El reto de la ecología política no es ocupar un espacio preexistente, sino articular mayorías sociales y usar la lucha contra el calentamiento global como palanca para promover políticas de redistribución, justicia social y democratización.
Que el cambio climático es el gran reto al que se enfrentan nuestras sociedades en las próximas décadas es algo que ya muy pocos se atreven a poner en duda. Desde el inicio de la revolución industrial a mediados del siglo XVIII se ha tejido un binomio que hoy amenaza con resultar terrible para las condiciones de vida en nuestro planeta: por un lado, la insaciable voracidad de crecer asociada al capitalismo. Por otro, la energía barata, manejable y de alta calidad asociada a los combustibles fósiles –en principio carbón, pero después petróleo y ahora gas natural.
Es la quema de estos combustibles fósiles para obtener energía lo que libera a la atmósfera los llamados gases de efecto invernadero (CO2, CH4, etcétera) que, en última instancia, son los responsables del calentamiento global. Ahora bien, si la quema de combustibles fósiles es la responsable física última del cambio climático, son las dinámicas globales asociadas al desarrollo capitalista y su absoluta dependencia energética de aquellos (el 80% de la energía consumida sigue siendo de origen fósil) el principal escollo a la hora de solventar la crisis climática actual. Por un lado tenemos una matriz económica y social estructuralmente obligada a crecer a cualquier precio, sin importar los límites finitos del planeta.
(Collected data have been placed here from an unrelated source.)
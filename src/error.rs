//! Application Error Types

use derive_more::{Display, Error};
use std::path::PathBuf;

/// An application error with automatic location tracking.
pub type Error = exn::Exn<ErrorKind>;
/// Result type alias for the binaries.
pub type Result<T> = std::result::Result<T, Error>;

#[derive(Debug, Display, Error, Clone, PartialEq, Eq)]
pub enum ErrorKind {
    #[display("cannot set up logging")]
    Logging,
    #[display("cannot open ledger {}", _0.display())]
    Ledger(#[error(not(source))] PathBuf),
    #[display("cannot connect to the chat platform")]
    Chat,
    #[display("cannot walk library {}", _0.display())]
    Library(#[error(not(source))] PathBuf),
    #[display("upload run failed")]
    Upload,
    #[display("cannot export metadata")]
    Export,
}

impl ErrorKind {
    /// Returns `true` if retrying might succeed.
    ///
    /// Always `false`: rate limits are retried inside the run, so whatever
    /// reaches the binaries has already ended it.
    pub fn is_retryable(&self) -> bool {
        false
    }
}

#[cfg(test)]
mod tests {
    use super::*;
    use std::path::PathBuf;

    #[test]
    fn test_nothing_is_retryable() {
        let kinds = [
            ErrorKind::Logging,
            ErrorKind::Ledger(PathBuf::from("data/processed-tracks.json")),
            ErrorKind::Chat,
            ErrorKind::Library(PathBuf::from("/music")),
            ErrorKind::Upload,
            ErrorKind::Export,
        ];
        assert!(kinds.iter().all(|kind| !kind.is_retryable()));
    }
}
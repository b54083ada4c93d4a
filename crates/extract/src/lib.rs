//! Audio tag reading and upload metadata derivation.
//!
//! Tag parsing itself is delegated to [`lofty`] behind the [`TagReader`]
//! trait. Everything else in this crate is about turning whatever the reader
//! managed to find (possibly nothing) into the [`AudioMetadata`] attached to
//! an upload, falling back on values derived from the file's path.

#[cfg(feature = "serde")]
mod dump;
pub mod error;
mod metadata;
mod reader;
mod tags;

#[cfg(feature = "serde")]
pub use crate::dump::{DumpMetadata, DumpTags, TagDump};
pub use crate::metadata::{AudioMetadata, DEFAULT_PERFORMER_SEPARATOR, MetadataBuilder, path_segments, year_from_date};
pub use crate::reader::LoftyReader;
pub use crate::tags::{TagData, TagReader, Tags};
use std::process::ExitCode;

#[tokio::main(flavor = "current_thread")]
async fn main() -> ExitCode {
    tgtracks::run("tgtracks-metadata", tgtracks::commands::export_metadata).await
}
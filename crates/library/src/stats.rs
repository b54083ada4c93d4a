//! Total playing time of a library.

use crate::walk::TrackFile;
use std::time::Duration;
use tgtracks_extract::TagReader;

/// Running totals of known and unknown track durations.
#[derive(Debug, Clone, Copy, Default, PartialEq)]
pub struct DurationSummary {
    /// Tracks whose duration could be read.
    pub with_duration: usize,
    /// Tracks whose duration couldn't be read.
    pub without_duration: usize,
    /// Sum of the known durations.
    pub known: Duration,
}

impl DurationSummary {
    pub fn record(&mut self, duration: Option<Duration>) {
        match duration.filter(|d| !d.is_zero()) {
            Some(duration) => {
                self.with_duration += 1;
                self.known += duration;
            },
            None => self.without_duration += 1,
        }
    }

    /// Average of the known durations, zero if none are known.
    pub fn average(&self) -> Duration {
        match u32::try_from(self.with_duration) {
            Ok(0) | Err(_) => Duration::ZERO,
            Ok(count) => self.known / count,
        }
    }

    /// Known durations plus the average for every track with an unknown one.
    pub fn estimated_total(&self) -> Duration {
        let unknown = u32::try_from(self.without_duration).unwrap_or(u32::MAX);
        self.known + self.average() * unknown
    }
}

/// Read the duration of every file.
///
/// Files that can't be read at all count as having an unknown duration.
pub fn total_duration(files: &[TrackFile], reader: &dyn TagReader) -> DurationSummary {
    let mut summary = DurationSummary::default();
    for file in files {
        let duration = match reader.read(&file.path) {
            Ok(data) => data.and_then(|d| d.duration),
            Err(e) => {
                tracing::warn!(path = %file.path.display(), error = %e, "Couldn't read file");
                None
            },
        };
        if duration.is_none() {
            tracing::warn!(path = %file.path.display(), "Couldn't read file duration");
        }
        summary.record(duration);
    }
    summary
}
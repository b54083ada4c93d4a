//! JSON-backed ledgers for resumable upload runs.
//!
//! This crate provides the bookkeeping that makes an upload run idempotent.
//! The ledgers are not a database: each one is an in-memory collection that
//! is read once on startup and written back in full to its [`Store`] whenever
//! it changes (with autosave) or when explicitly flushed.
//!
//! # Ledgers
//! - **[`ProcessedTracks`]**: the set of normalized paths of audio files that
//!   have been uploaded successfully. Checked before each file is processed.
//! - **[`PostedMessages`]**: every message posted to the destination channel,
//!   keyed by message ID, pointing at either the text of a directory marker or
//!   the path components of the uploaded audio file.
//!
//! # Single writer
//! Ledger files are accessed from a single task. Two processes writing the
//! same ledger file at once will corrupt it; nothing here prevents that.

pub mod error;
mod ledger;
mod messages;
#[cfg(any(test, feature = "mock"))]
mod mock;
mod path;
mod processed;
mod store;

pub use crate::ledger::Ledger;
pub use crate::messages::{PostedMessage, PostedMessages};
#[cfg(any(test, feature = "mock"))]
pub use crate::mock::MemoryStore;
pub use crate::path::{PATH_SEPARATOR, PathParts};
pub use crate::processed::ProcessedTracks;
pub use crate::store::{JsonFile, Store};

/// File name of the processed tracks ledger, relative to the data directory.
pub const PROCESSED_TRACKS: &str = "processed-tracks.json";
/// File name of the posted messages ledger, relative to the data directory.
pub const POSTED_MESSAGES: &str = "posted-messages.json";
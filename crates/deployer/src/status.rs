//! Live status queries for the platform and every component.

use std::collections::BTreeMap;

use tracing::{info, warn};

use crate::cluster::ClusterClient;
use crate::config::ComponentSpec;

/// Synthetic status key for the platform itself.
pub const PLATFORM_STATUS_KEY: &str = "platform";

/// Platform status when every node reports `Ready=True`.
pub const PLATFORM_READY: &str = "Ready";
/// Platform status otherwise.
pub const PLATFORM_NOT_READY: &str = "NotReady";
/// Component status when no pod phase could be read.
pub const STATUS_UNKNOWN: &str = "Unknown";
/// The only component status accepted by [`strict_running_verdict`].
pub const STATUS_RUNNING: &str = "Running";

/// Component name (plus [`PLATFORM_STATUS_KEY`]) to status string.
pub type StatusMap = BTreeMap<String, String>;

/// Final deployment verdict.
///
/// The map must be non-empty and every value must be exactly `Running`.
/// The platform entry uses the `Ready`/`NotReady` vocabulary, so whenever it
/// is present this verdict is `false` even if the platform is healthy.
/// Multi-pod components report space-separated phases (`Running Running`)
/// and fail the verdict as well.
#[must_use]
pub fn strict_running_verdict(status: &StatusMap) -> bool {
    !status.is_empty() && status.values().all(|s| s == STATUS_RUNNING)
}

/// Point-in-time status snapshots; nothing is cached between calls.
pub struct StatusReporter {
    client: ClusterClient,
}

impl StatusReporter {
    #[must_use]
    pub const fn new(client: ClusterClient) -> Self {
        Self { client }
    }

    /// Query platform readiness and the pod phase of every component.
    pub async fn get_status(&self, components: &[ComponentSpec]) -> StatusMap {
        info!("Checking component statuses");
        let mut status = StatusMap::new();

        let platform = match self.client.node_ready_conditions().await {
            Ok(conditions) if conditions.contains("True") => PLATFORM_READY,
            Ok(_) => PLATFORM_NOT_READY,
            Err(e) => {
                warn!(error = %e, "Node readiness query failed");
                PLATFORM_NOT_READY
            }
        };
        status.insert(PLATFORM_STATUS_KEY.to_string(), platform.to_string());

        for component in components {
            let phase = match self
                .client
                .pod_phases(&component.namespace, &component.name)
                .await
            {
                Ok(phases) if !phases.trim().is_empty() => phases.trim().to_string(),
                Ok(_) => STATUS_UNKNOWN.to_string(),
                Err(e) => {
                    warn!(component = %component.name, error = %e, "Pod phase query failed");
                    STATUS_UNKNOWN.to_string()
                }
            };
            status.insert(component.name.clone(), phase);
        }

        info!(status = ?status, "Component statuses");
        status
    }
}

#[cfg(test)]
mod tests {
    use std::sync::Arc;

    use super::*;
    use crate::testing::FakeRunner;

    fn map(entries: &[(&str, &str)]) -> StatusMap {
        entries
            .iter()
            .map(|(k, v)| ((*k).to_string(), (*v).to_string()))
            .collect()
    }

    fn specs() -> Vec<ComponentSpec> {
        vec![
            ComponentSpec::helm("immudb", "immudb", "codenotary/immudb"),
            ComponentSpec::manifest("catalogue", "iudx", "catalogue.yaml"),
        ]
    }

    #[test]
    fn test_verdict_rejects_platform_ready() {
        assert!(!strict_running_verdict(&map(&[
            ("platform", "Ready"),
            ("svcA", "Running"),
        ])));
    }

    #[test]
    fn test_verdict_accepts_all_running() {
        assert!(strict_running_verdict(&map(&[("a", "Running"), ("b", "Running")])));
    }

    #[test]
    fn test_verdict_rejects_empty_and_blank() {
        assert!(!strict_running_verdict(&StatusMap::new()));
        assert!(!strict_running_verdict(&map(&[("a", "Running"), ("b", "")])));
        assert!(!strict_running_verdict(&map(&[("a", "Running Running")])));
    }

    #[tokio::test]
    async fn test_status_maps_platform_and_phases() {
        let runner = Arc::new(
            FakeRunner::new()
                .respond("kubectl get nodes", "True True")
                .respond("kubectl get pods -n immudb", "Running")
                .respond("kubectl get pods -n iudx", ""),
        );
        let reporter = StatusReporter::new(ClusterClient::new(runner.clone()));

        let status = reporter.get_status(&specs()).await;

        assert_eq!(
            status,
            map(&[
                ("platform", "Ready"),
                ("immudb", "Running"),
                ("catalogue", "Unknown"),
            ])
        );
        assert_eq!(runner.calls().len(), 3);
    }

    #[tokio::test]
    async fn test_failed_queries_degrade() {
        let runner = Arc::new(
            FakeRunner::new()
                .fail("kubectl get nodes", 1, "unreachable")
                .fail("kubectl get pods", 1, "unreachable"),
        );
        let reporter = StatusReporter::new(ClusterClient::new(runner));

        let status = reporter.get_status(&specs()).await;

        assert_eq!(status["platform"], "NotReady");
        assert_eq!(status["immudb"], "Unknown");
        assert_eq!(status["catalogue"], "Unknown");
    }

    #[tokio::test]
    async fn test_repeated_queries_are_identical() {
        let runner = Arc::new(
            FakeRunner::new()
                .respond("kubectl get nodes", "False")
                .respond("kubectl get pods", "Pending"),
        );
        let reporter = StatusReporter::new(ClusterClient::new(runner.clone()));

        let first = reporter.get_status(&specs()).await;
        let second = reporter.get_status(&specs()).await;

        assert_eq!(first, second);
        assert_eq!(first["platform"], "NotReady");
        assert_eq!(runner.calls().len(), 6);
    }
}
//! Background health monitoring.
//!
//! Polls the configured endpoint on a fixed interval until cancelled. Probe
//! failures are logged and never stop the loop.

use std::time::Duration;

use reqwest::StatusCode;
use tokio::task::JoinHandle;
use tokio_util::sync::CancellationToken;
use tracing::{debug, error, info, warn, Instrument, Span};

use crate::config::MonitoringConfig;
use crate::error::DeployError;

/// Result of a single probe.
#[derive(Debug)]
pub enum ProbeOutcome {
    /// HTTP 200 with a JSON body.
    Healthy(serde_json::Value),
    /// Any other HTTP status.
    Degraded(StatusCode),
    /// Transport failure or unreadable body.
    Failed(DeployError),
}

impl ProbeOutcome {
    #[must_use]
    pub const fn is_healthy(&self) -> bool {
        matches!(self, Self::Healthy(_))
    }
}

/// Periodic HTTP health checker.
#[derive(Debug, Clone)]
pub struct HealthMonitor {
    endpoint: String,
    interval: Duration,
    client: reqwest::Client,
}

impl HealthMonitor {
    /// Build a monitor from its configuration section.
    ///
    /// # Errors
    ///
    /// Returns an error if the HTTP client cannot be constructed.
    pub fn new(config: &MonitoringConfig) -> Result<Self, DeployError> {
        let client = reqwest::Client::builder()
            .timeout(config.timeout())
            .build()
            .map_err(|e| DeployError::UnexpectedFailure(format!("http client: {e}")))?;

        Ok(Self {
            endpoint: config.endpoint.clone(),
            interval: config.interval(),
            client,
        })
    }

    /// Issue one request and log the outcome.
    pub async fn probe_once(&self) -> ProbeOutcome {
        let outcome = match self.client.get(&self.endpoint).send().await {
            Ok(response) if response.status() == StatusCode::OK => {
                match response.json::<serde_json::Value>().await {
                    Ok(body) => ProbeOutcome::Healthy(body),
                    Err(e) => ProbeOutcome::Failed(DeployError::HealthProbeFailure(format!(
                        "invalid body: {e}"
                    ))),
                }
            }
            Ok(response) => ProbeOutcome::Degraded(response.status()),
            Err(e) => ProbeOutcome::Failed(DeployError::HealthProbeFailure(e.to_string())),
        };

        match &outcome {
            ProbeOutcome::Healthy(body) => {
                info!(endpoint = %self.endpoint, body = %body, "Monitoring endpoint is healthy");
            }
            ProbeOutcome::Degraded(status) => {
                warn!(endpoint = %self.endpoint, status = status.as_u16(), "Monitoring endpoint returned non-OK status");
            }
            ProbeOutcome::Failed(e) => {
                error!(endpoint = %self.endpoint, error = %e, "Monitoring endpoint failed");
            }
        }

        outcome
    }

    /// Start polling in a background task owned by the returned handle.
    #[must_use]
    pub fn spawn(self, span: Span) -> MonitorHandle {
        let token = CancellationToken::new();
        let cancel = token.clone();

        let join = tokio::spawn(
            async move {
                info!(endpoint = %self.endpoint, interval_secs = self.interval.as_secs(), "Starting monitoring");
                loop {
                    self.probe_once().await;
                    tokio::select! {
                        biased;
                        () = cancel.cancelled() => break,
                        () = tokio::time::sleep(self.interval) => {}
                    }
                }
                debug!(endpoint = %self.endpoint, "Monitoring stopped");
            }
            .instrument(span),
        );

        MonitorHandle { token, join }
    }
}

/// Owner of a running monitor task.
#[derive(Debug)]
pub struct MonitorHandle {
    token: CancellationToken,
    join: JoinHandle<()>,
}

impl MonitorHandle {
    /// Token that stops the loop when cancelled.
    #[must_use]
    pub fn cancellation_token(&self) -> CancellationToken {
        self.token.clone()
    }

    #[must_use]
    pub fn is_finished(&self) -> bool {
        self.join.is_finished()
    }

    /// Cancel the loop and wait for the task to exit.
    pub async fn shutdown(self) {
        self.token.cancel();
        if let Err(e) = self.join.await {
            error!(error = %e, "Monitor task ended abnormally");
        }
    }
}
Por otro, nos encontramos la existencia de un lobby fósil formado por empresas petroleras y gasísticas que llevan décadas invirtiendo enormes sumas de dinero para financiar a negacionistas climáticos, venderse como empresas verdes o en tareas de presión para evitar que se tomen incluso las medidas más tibias.
En los últimos dos años, y en especial en los últimos meses, conceptos como “cambio climático” o “calentamiento global” dejan paso a otros como “crisis” o “emergencia climática”. Este énfasis en la importancia y urgencia de descarbonizar nuestras sociedades es buena señal, pero lo realmente necesario es que se empiecen a tomar cuanto antes las medidas políticas y económicas que lo hagan posible. Porque frente a un “no hay nada que hacer” que nunca sabemos si es espíritu de época o excusa fácil, lo cierto es que aún estamos a tiempo de evitar las peores consecuencias del cambio climático.
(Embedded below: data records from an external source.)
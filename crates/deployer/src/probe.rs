//! Host readiness checks.
//!
//! Verifies that the local node has enough CPU, memory and disk for the
//! platform, and that the cluster control plane answers.

use std::path::Path;
use std::sync::Arc;

use sysinfo::{Disks, System};
use tracing::{error, info};

use crate::cluster::ClusterClient;
use crate::config::NodeRequirements;
use crate::error::{DeployError, Result};

const BYTES_PER_GIB: f64 = 1024.0 * 1024.0 * 1024.0;

/// Point-in-time snapshot of host capacity.
#[derive(Debug, Clone, Copy, PartialEq)]
pub struct HostResources {
    pub cpu_cores: usize,
    pub memory_gb: f64,
    pub disk_gb: f64,
}

impl HostResources {
    /// Describe every metric that falls short of `requirements`.
    #[must_use]
    pub fn deficits(&self, requirements: &NodeRequirements) -> Vec<String> {
        let mut deficits = Vec::new();
        if self.cpu_cores < requirements.cpu_cores {
            deficits.push(format!("CPU {}/{}", self.cpu_cores, requirements.cpu_cores));
        }
        if self.memory_gb < requirements.memory_gb {
            deficits.push(format!(
                "Memory {:.2}/{:.2} GB",
                self.memory_gb, requirements.memory_gb
            ));
        }
        if self.disk_gb < requirements.disk_gb {
            deficits.push(format!(
                "Disk {:.2}/{:.2} GB",
                self.disk_gb, requirements.disk_gb
            ));
        }
        deficits
    }
}

/// Source of host capacity readings.
///
/// Readings may block; [`ResourceProber`] calls them off the async runtime.
pub trait HostInspector: Send + Sync {
    fn inspect(&self) -> HostResources;
}

/// Reads the live host through `sysinfo`.
#[derive(Debug, Default, Clone, Copy)]
pub struct SysinfoInspector;

impl HostInspector for SysinfoInspector {
    #[allow(clippy::cast_precision_loss)]
    fn inspect(&self) -> HostResources {
        let sys = System::new_all();

        let disks = Disks::new_with_refreshed_list();
        let root_free = disks
            .list()
            .iter()
            .find(|d| d.mount_point() == Path::new("/"))
            .map_or(0, sysinfo::Disk::available_space);

        HostResources {
            cpu_cores: sys.cpus().len(),
            memory_gb: sys.total_memory() as f64 / BYTES_PER_GIB,
            disk_gb: root_free as f64 / BYTES_PER_GIB,
        }
    }
}

/// Readiness gate run before anything is installed.
pub struct ResourceProber {
    client: ClusterClient,
    inspector: Arc<dyn HostInspector>,
}

impl ResourceProber {
    #[must_use]
    pub fn new(client: ClusterClient) -> Self {
        Self::with_inspector(client, Arc::new(SysinfoInspector))
    }

    #[must_use]
    pub fn with_inspector(client: ClusterClient, inspector: Arc<dyn HostInspector>) -> Self {
        Self { client, inspector }
    }

    /// Boolean readiness gate.
    pub async fn check_readiness(&self, requirements: &NodeRequirements) -> bool {
        self.verify(requirements).await.is_ok()
    }

    /// Check host capacity, then control-plane connectivity.
    ///
    /// # Errors
    ///
    /// Returns [`DeployError::ResourceInsufficient`] listing every short
    /// metric, or [`DeployError::ConnectivityFailure`] if `kubectl get nodes`
    /// fails.
    pub async fn verify(&self, requirements: &NodeRequirements) -> Result<HostResources> {
        info!("Checking node readiness");
        let inspector = Arc::clone(&self.inspector);
        let host = tokio::task::spawn_blocking(move || inspector.inspect())
            .await
            .map_err(|e| DeployError::UnexpectedFailure(format!("host inspection: {e}")))?;

        let deficits = host.deficits(requirements);
        if !deficits.is_empty() {
            for deficit in &deficits {
                error!(deficit = %deficit, "Node below minimum requirement");
            }
            return Err(DeployError::ResourceInsufficient { deficits });
        }
        info!(
            cpu_cores = host.cpu_cores,
            memory_gb = host.memory_gb,
            disk_gb = host.disk_gb,
            "Node meets requirements"
        );

        if let Err(e) = self.client.get_nodes().await {
            error!(error = %e, "kubectl failed to connect to cluster");
            return Err(DeployError::ConnectivityFailure(e.diagnostic()));
        }
        info!("kubectl connected to cluster");

        Ok(host)
    }
}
Para ello hace falta una acción global y local mucho más decidida y ambiciosa que la habida hasta ahora. Así, por ejemplo, en diciembre de 2015 se firmó el Acuerdo de París, en el que la inmensa mayoría de países del mundo se comprometía a reducir sus emisiones para mantener la temperatura global muy por debajo de los 2ºC por encima de la temperatura pre-industrial y hacer esfuerzos para no superar los 1,5ºC. Pero como no se puso ningún mecanismo diplomático global para conseguirlo, la suma de las llamadas contribuciones voluntarias nos llevarán a los 3,5ºC, lo que hizo que muchos se refirieran a dicho acuerdo como un éxito diplomático pero un nuevo fracaso climático. Lo más importante, sin embargo, es entender que los 1,5ºC o 2ºC son cifras arbitrarias: el cambio climático no es un fenómeno de todo o nada, sino que se va agravando más y más al aumentar la temperatura media global. No pasará nada especial si superamos los 2ºC: estaremos en una situación peor que tras superar los 1,5ºC y mejor que la que tendríamos con 3ºC. Por eso la lucha contra el cambio climático siempre tiene sentido. Cada fracción de grado cuenta, cada barril de petróleo no quemado cuenta.
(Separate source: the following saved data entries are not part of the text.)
//! Tracing subscriber setup for the CLI.

use std::path::Path;

use anyhow::{Context, Result};
use tracing_appender::non_blocking::WorkerGuard;
use tracing_subscriber::layer::SubscriberExt;
use tracing_subscriber::util::SubscriberInitExt;
use tracing_subscriber::{fmt, EnvFilter};

/// Install the global subscriber: console output plus, when `log_file` is
/// set, a plain-text copy appended to that file.
///
/// The returned guard flushes the file writer on drop and must be held until
/// the process exits.
///
/// # Errors
///
/// Returns an error if a subscriber is already installed or the log file
/// path has no file name.
pub fn init(verbose: bool, log_file: Option<&Path>) -> Result<Option<WorkerGuard>> {
    let filter = EnvFilter::try_from_default_env().unwrap_or_else(|_| {
        if verbose {
            EnvFilter::new("info,iudx_deployer=debug,iudx_deploy=debug")
        } else {
            EnvFilter::new("warn,iudx_deployer=info,iudx_deploy=info")
        }
    });

    let console = fmt::layer().with_target(false);

    let Some(path) = log_file else {
        tracing_subscriber::registry()
            .with(filter)
            .with(console)
            .try_init()
            .context("Failed to initialize logging")?;
        return Ok(None);
    };

    let file_name = path
        .file_name()
        .with_context(|| format!("Invalid log file path {}", path.display()))?;
    let dir = path
        .parent()
        .filter(|p| !p.as_os_str().is_empty())
        .unwrap_or_else(|| Path::new("."));

    let (writer, guard) = tracing_appender::non_blocking(tracing_appender::rolling::never(
        dir, file_name,
    ));
    let file = fmt::layer()
        .with_target(true)
        .with_ansi(false)
        .with_writer(writer);

    tracing_subscriber::registry()
        .with(filter)
        .with(console)
        .with(file)
        .try_init()
        .context("Failed to initialize logging")?;

    Ok(Some(guard))
}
Impactos ecológicos y sociales Cada vez que escribo sobre las consecuencias del cambio climático busco ejemplos que hayan ocurrido en los últimos tres o cuatro meses. Cada vez resulta más fácil encontrarlos. Desde mayo de 2019, India sufre una ola de calor terrible. El 10 de junio, Nueva Delhi alcanzó los 48ºC, récord histórico para ese mes. Al menos 78 personas murieron por causas directas debido a la ola de calor (la mortalidad indirecta se prevé muchísimo mayor). Los cuatro depósitos que abastecen Chennai –la sexta mayor ciudad del país– se han secado, lo que ha llevado al racionamiento y largas colas para conseguir agua. Desde marzo de 2019, el Medio Oeste americano sufre una serie de inundaciones, las peores desde los años treinta, que han provocado un daño estimado de 3.000 millones de dólares en Estados como Iowa, Nebraska o Missouri. En la última semana de junio, Europa sufría la primera ola de calor de 2019, especialmente fuerte. En Alemania se esperaba que la temperatura superase el récord anterior para junio en unos 2ºC. El problema es que este récord es de 2018. Y esto es solo el principio: si no hacemos nada, las consecuencias serán más intensas y frecuentes a medida que avance el cambio climático.